Differential Diagnosis
Obesity should be differentiated from pathological causes:
Prader-Willi Syndrome
This is characterized by peripheral obesity, short stature, intellectual disability, small hands and feet, low muscle tone, and underdeveloped external genitalia. This condition is caused by functional defects of imprinted genes in the 15q11.2-q13 chromosomal region.
Laurence-Moon-Biedl Syndrome
This presents with peripheral obesity, mild intellectual disability, retinitis pigmentosa, polydactyly, and hypogonadism.
Fröhlich Syndrome
Secondary to hypothalamic and pituitary lesions, this condition features fat distribution concentrated in the neck, submandibular region, breasts, lower extremities, perineum, and hips. Affected individuals have slender fingers and toes, short stature, and delayed or absent secondary sexual characteristics.
Other Endocrine Disorders
Disorders such as adrenocortical hyperplasia, hypothyroidism, and growth hormone deficiency may also present with increased fat deposits, but each has distinct features facilitating differentiation.
Treatment
The main therapeutic goal for obesity is to reduce energy intake and increase energy expenditure to decrease body fat levels and approach an ideal state without compromising children’s overall health and growth.

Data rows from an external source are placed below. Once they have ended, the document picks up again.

use anyhow::{anyhow, Context, Result};
use chrono::Weekday;
use prepweek_core::{
    ComplexitySignal, ComplexityTier, DayScoreEngine, LocalCalendar, TierOverride, TimeBlockSignal,
    TitleStressSignal,
};
use serde::{Deserialize, Serialize};
use std::collections::BTreeMap;
use std::fs;
use std::path::{Path, PathBuf};
use std::sync::Arc;

use crate::state::ensure_prepweek_home;

#[derive(Debug, Clone, PartialEq, Serialize, Deserialize)]
#[serde(default)]
pub struct Config {
    /// Storage key for saved weeks.
    pub user: String,
    /// IANA zone that defines the local day.
    pub timezone: String,
    /// Used when RUST_LOG is unset.
    pub log_level: String,
    pub signals: SignalsSection,
    /// Weekday name -> tier, e.g. `wednesday = "quick"`.
    pub overrides: BTreeMap<String, ComplexityTier>,
}

#[derive(Debug, Clone, PartialEq, Serialize, Deserialize)]
#[serde(default)]
pub struct SignalsSection {
    pub time_block_weight: f64,
    /// Title keyword signal; off unless set.
    #[serde(skip_serializing_if = "Option::is_none")]
    pub title_stress_weight: Option<f64>,
}

impl Default for Config {
    fn default() -> Self {
        Self {
            user: std::env::var("USER").unwrap_or_else(|_| "default".to_string()),
            timezone: "America/Chicago".to_string(),
            log_level: "warn".to_string(),
            signals: SignalsSection::default(),
            overrides: BTreeMap::new(),
        }
    }
}

impl Default for SignalsSection {
    fn default() -> Self {
        Self {
            time_block_weight: 1.0,
            title_stress_weight: None,
        }
    }
}

impl Config {
    /// `--tz` wins over the configured zone.
    pub fn calendar(&self, tz_flag: Option<&str>) -> Result<LocalCalendar> {
        let name = tz_flag.unwrap_or(&self.timezone);
        Ok(LocalCalendar::parse(name)?)
    }

    pub fn engine(&self, calendar: LocalCalendar) -> DayScoreEngine {
        let mut signals: Vec<Arc<dyn ComplexitySignal>> = vec![Arc::new(
            TimeBlockSignal::new(calendar).with_weight(self.signals.time_block_weight),
        )];
        if let Some(w) = self.signals.title_stress_weight {
            signals.push(Arc::new(TitleStressSignal::new(calendar).with_weight(w)));
        }
        DayScoreEngine::new(calendar, signals)
    }

    pub fn tier_overrides(&self) -> Result<Vec<TierOverride>> {
        self.overrides
            .iter()
            .map(|(day, tier)| {
                let day: Weekday = day
                    .trim()
                    .parse()
                    .map_err(|_| anyhow!("config [overrides]: '{day}' is not a weekday"))?;
                Ok(TierOverride { day, tier: *tier })
            })
            .collect()
    }
}

pub fn config_path() -> Result<PathBuf> {
    Ok(ensure_prepweek_home()?.join("config.toml"))
}

pub fn load_config() -> Result<Config> {
    load_config_from(&config_path()?)
}

pub fn load_config_from(p: &Path) -> Result<Config> {
    if !p.exists() {
        return Ok(Config::default());
    }
    let s = fs::read_to_string(p).with_context(|| format!("read {}", p.display()))?;
    toml::from_str(&s).with_context(|| format!("parse {}", p.display()))
}

pub fn save_config_to(p: &Path, cfg: &Config) -> Result<()> {
    let s = toml::to_string_pretty(cfg).context("serialize config")?;
    fs::write(p, s).with_context(|| format!("write {}", p.display()))?;
    Ok(())
}

pub fn init_config() -> Result<()> {
    let p = config_path()?;
    if p.exists() {
        println!("Config already exists: {}", p.display());
        return Ok(());
    }
    save_config_to(&p, &Config::default())?;
    println!("Wrote {}", p.display());
    Ok(())
}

Dietary therapy and exercise therapy are the primary interventions. Children with organ damage caused by obesity may require medication or surgical intervention under professional medical supervision.
Dietary Therapy
High-protein, low-fat, low-sugar, and moderate-fiber diets are recommended, considering children’s growth and the long-term nature of obesity treatment. Healthy dietary habits, such as avoiding skipping breakfast or overeating at dinner, not consuming late-night snacks or excessive snacks, and eating slowly with thorough chewing, are beneficial for weight loss. Using food as a reward should be avoided. Parents, siblings, and peers can adopt balanced dietary and healthy eating habits to create a supportive environment.
Exercise Therapy
Appropriate physical activity promotes fat breakdown, reduces insulin secretion, decreases fat synthesis, and increases protein synthesis, thereby aiding muscle development. Activities that children enjoy and can sustain, such as morning runs or exercises, can be encouraged, with a minimum of 30 minutes of daily physical activity. Physical exertion should be enjoyable and not cause fatigue, and activity levels should increase gradually.
Psychological Therapy
Support can be provided to help children adhere to dietary control and enhance physical activity, boosting confidence in weight management. Psychological and behavioral issues may limit social opportunities for obese children, establishing a vicious cycle that decreases social adaptability. Regular encouragement to participate in group activities can help address loneliness and low self-esteem, fostering the development of a healthy lifestyle and self-management skills.
Pharmacological Therapy
Medication is generally not recommended for children.
Prevention
Promoting health education, maintaining balanced diets, and increasing physical activity play key roles in obesity prevention.
Preventive measures should begin during pregnancy. The World Health Organization recommends addressing childhood obesity from the fetal stage, considering its prevention a collective social responsibility.